BIM plays a role in initiating mitochondrial apoptotic signaling cascade via cytochrome-c release and caspase-9 activation.³⁰  Our data show that, although NPI-0052 plus lenalidomide trigger BIM induction in MM cells (Figure 4C), only a modest caspase-9 activation is observed (Figure 4A). Moreover, NPI-0052 plus lenalidomide–induced apoptosis is less dependent on caspase-9–mediated signaling (Figure 4B). These findings suggested that BIM probably activates other downstream apoptotic signaling cascades during NPI-0052 plus lenalidomide–induced apoptosis. In this context, previous studies showed that BIM also triggers apoptosis by translocating to the ER and inducing ER stress signaling via activation of caspase-12.^20,31,32  We therefore next examined whether NPI-0052 plus lenalidomide triggered BIM translocation to ER, thereby initiating ER-mediated apoptotic signaling. To examine this issue, we prepared ER fractions from MM.1S cells treated with NPI-0052 (2nM), lenalidomide (3μM), or NPI-0052 (2nM) plus lenalidomide (3μM), and levels of all the BIM were analyzed by immunoblot analysis. A significant accumulation of BIM_EL isoform (2.2-fold increase) was noted in the ER fraction from NPI-0052 plus lenalidomide–treated cells, but no increase was detected in the ER fractions from cells treated with either agent alone, demonstrating specific translocation of BIM_EL to the ER (Figure 5A and bottom bar graph). No increase in BIM_S or BIM_L isoforms was observed (data not shown). Additional time-course experiments to examine the alterations in BIM_EL expression in response to combined treatment with lenalidomide and NPI-0052 showed an increase in BIM levels as early as 24 hours (pretreatment with lenalidomide for 12 hours, followed by addition of NPI-0052 for another 12 hours); however, maximal induction of BIM_EL was noted only at 48 hours (24-hour pretreatment with lenalidomide, followed by addition of NPI-0052 for another 24 hours).

We next determined whether BIM_EL translocation to ER is associated with caspase-12 cleavage, a hallmark event during ER stress.^20,31,32  Low-dose combination of NPI-0052 and lenalidomide indeed triggered activation of caspase-12 (Figure 5B): densitometry of immunoblot showed a 1.9-fold increase in cleaved caspase-12 in lenalidomide plus NPI-0052–treated versus control protein lysates (Figure 5B). Although lenalidomide alone increases caspase-12 cleavage, a significant increase (30%, assessed by densitometry) was noted only in protein extracts from lenalidomide plus NPI-0052–treated cells.

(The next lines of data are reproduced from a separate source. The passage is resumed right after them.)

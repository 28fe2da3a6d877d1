use std::cell::RefCell;

use log::{Level, LevelFilter, Log, Metadata, Record};
use node::{Container, Frame, ShapeType, Style};
use scene_graph::Document;
use script::{selected_layers_report, selected_page, ArtboardOptions, BuiltinScript, ShapeOptions};

thread_local! {
    static CAPTURED: RefCell<Vec<String>> = const { RefCell::new(Vec::new()) };
}

/// Records `script` log lines per test thread.
struct CaptureLogger;

impl Log for CaptureLogger {
    fn enabled(&self, metadata: &Metadata) -> bool {
        metadata.level() <= Level::Info && metadata.target().starts_with("script")
    }

    fn log(&self, record: &Record) {
        if self.enabled(record.metadata()) {
            CAPTURED.with(|lines| lines.borrow_mut().push(record.args().to_string()));
        }
    }

    fn flush(&self) {}
}

static LOGGER: CaptureLogger = CaptureLogger;

fn capture<T>(f: impl FnOnce() -> T) -> (T, Vec<String>) {
    // Only the first test to get here installs the logger.
    let _ = log::set_logger(&LOGGER);
    log::set_max_level(LevelFilter::Info);
    CAPTURED.with(|lines| lines.borrow_mut().clear());
    let result = f();
    let lines = CAPTURED.with(|lines| lines.borrow_mut().drain(..).collect());
    (result, lines)
}

fn frame(x: f64, y: f64, w: f64, h: f64) -> Frame {
    Frame::new(x, y, w, h).unwrap()
}

#[test]
fn artboard_with_two_squares() {
    let mut doc = Document::new("Scenario");
    let mut page = selected_page(&mut doc).unwrap();
    let artboard = page
        .add_artboard(ArtboardOptions::new(frame(0.0, 0.0, 400.0, 400.0)))
        .unwrap();
    page.add_shape(
        ShapeOptions::new(frame(53.0, 213.0, 122.0, 122.0))
            .parent(artboard)
            .name("square1")
            .style(Style::parse(&["#35E6C9"], &[]).unwrap()),
    )
    .unwrap();
    page.add_shape(
        ShapeOptions::new(frame(253.0, 213.0, 122.0, 122.0))
            .parent(artboard)
            .name("square2")
            .style(Style::parse(&["#d5ffb3"], &[]).unwrap()),
    )
    .unwrap();

    let children = doc.child_nodes(artboard).unwrap();
    assert_eq!(children.len(), 2);
    assert_eq!(children[0].frame, frame(53.0, 213.0, 122.0, 122.0));
    assert_eq!(children[1].style().unwrap().fills(), ["#d5ffb3"].as_slice());
}

#[test]
fn empty_selection_logs_nothing_selected() {
    let doc = Document::new("Scenario");
    let (lines, logged) = capture(|| selected_layers_report(&doc));

    assert_eq!(lines, vec!["No layers are selected."]);
    assert_eq!(logged, lines);
    assert_eq!(doc.selection().iter().count(), 0);
}

#[test]
fn selected_layers_are_numbered_in_order() {
    let mut doc = Document::new("Scenario");
    let mut page = selected_page(&mut doc).unwrap();
    let a = page
        .add_shape(ShapeOptions::new(frame(0.0, 0.0, 10.0, 10.0)).name("A"))
        .unwrap();
    let b = page
        .add_shape(ShapeOptions::new(frame(20.0, 0.0, 10.0, 10.0)).name("B"))
        .unwrap();
    doc.select([a, b]).unwrap();

    let (_, logged) = capture(|| BuiltinScript::SelectedLayers.run(&mut doc).unwrap());
    assert_eq!(logged, vec!["Selected layers:", "1. A", "2. B"]);
}

#[test]
fn first_draw_replaces_page_contents() {
    let mut doc = Document::new("Scenario");
    BuiltinScript::AnotherScript.run(&mut doc).unwrap();
    BuiltinScript::FirstDraw.run(&mut doc).unwrap();

    let page = doc.selected_page_id().unwrap();
    let top = doc.child_nodes(page).unwrap();
    assert_eq!(top.len(), 1);
    assert_eq!(top[0].display_name(), "My Artboard Name");

    let squares = doc.child_nodes(top[0].id).unwrap();
    assert_eq!(squares.len(), 1);
    assert_eq!(squares[0].style().unwrap().fills()[0], "#35E6C9");
}

#[test]
fn another_script_draws_bordered_circle_last() {
    let mut doc = Document::new("Scenario");
    BuiltinScript::AnotherScript.run(&mut doc).unwrap();

    let page = doc.selected_page_id().unwrap();
    let artboard = doc.children(page).unwrap()[0];
    let shapes = doc.child_nodes(Container::Artboard(artboard)).unwrap();
    assert_eq!(shapes.len(), 4);
    assert_eq!(shapes[2].frame, frame(253.0, 313.0, 50.0, 50.0));

    let circle = shapes[3];
    assert_eq!(circle.shape_type(), Some(ShapeType::Oval));
    let border = &circle.style().unwrap().borders()[0];
    assert_eq!(border.color(), &"#00FF00");
    assert_eq!(border.thickness(), 16.0);
}

#[test]
fn pagebot_demo_fills_red_and_dark_blue() {
    let mut doc = Document::new("Scenario");
    BuiltinScript::PagebotDemo.run(&mut doc).unwrap();

    let page = doc.selected_page_id().unwrap();
    let artboard = doc.children(page).unwrap()[0];
    let fills: Vec<String> = doc
        .child_nodes(artboard)
        .unwrap()
        .iter()
        .map(|node| node.style().unwrap().fills()[0].to_hex())
        .collect();
    assert_eq!(fills, vec!["#FF0000", "#00008B"]);
}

Multiple previous studies link bortezomib-induced apoptosis with the up-regulation of heat shock proteins (Hsp),^9,33,34  which confer drug resistance.^9,35  Based on these findings, bortezomib has been combined with Hsp-90 inhibitor in clinical trials to overcome Hsp-mediated drug resistance. Interestingly, NPI-0052 plus lenalidomide triggered an increase in Hsp-70, but not Hsp-27 or Hsp-90, protein levels (Figure 5C). Our findings have clinical implications because combined low-dose NPI-0052 with lenalidomide does not induce 2 of the 3 Hsp, suggesting that drug resistance may be less frequent in patients given combined low-dose regimens.

Although proteasome inhibitors induce apoptotic signaling cascades, the primary target of these agents is the proteasome. The proteolytic activity of proteasomes is mediated by 3 active sites: CT-L, T-L, and C-L.^36,37  In the present study, treatment of MM.1S cells with low-dose NPI-0052 (2nM) inhibits 20% CT-L, 13% C-L, and 11% T-L activity, whereas lenalidomide (3μM) had little effect on these activities. Although our earlier study⁹  showed minimal effect of low-dose NPI-0052 on C-L activity, the difference may be the result of analysis using MM cell–derived versus isolated human red blood cell–derived proteasomes. Moreover, the differences in C-L activity profile may be the result of differential proteasome composition or levels of constitutive activities, including immunoproteasomes, in MM cells. Importantly, combined low doses of these agents resulted in a significant blockade of all 3 proteasomal activities (Figure 5D). Our data therefore suggest that lenalidomide enhances the ability of NPI-0052, even at low doses, to effectively target all 3 proteasome activities and trigger potent anti-MM activity.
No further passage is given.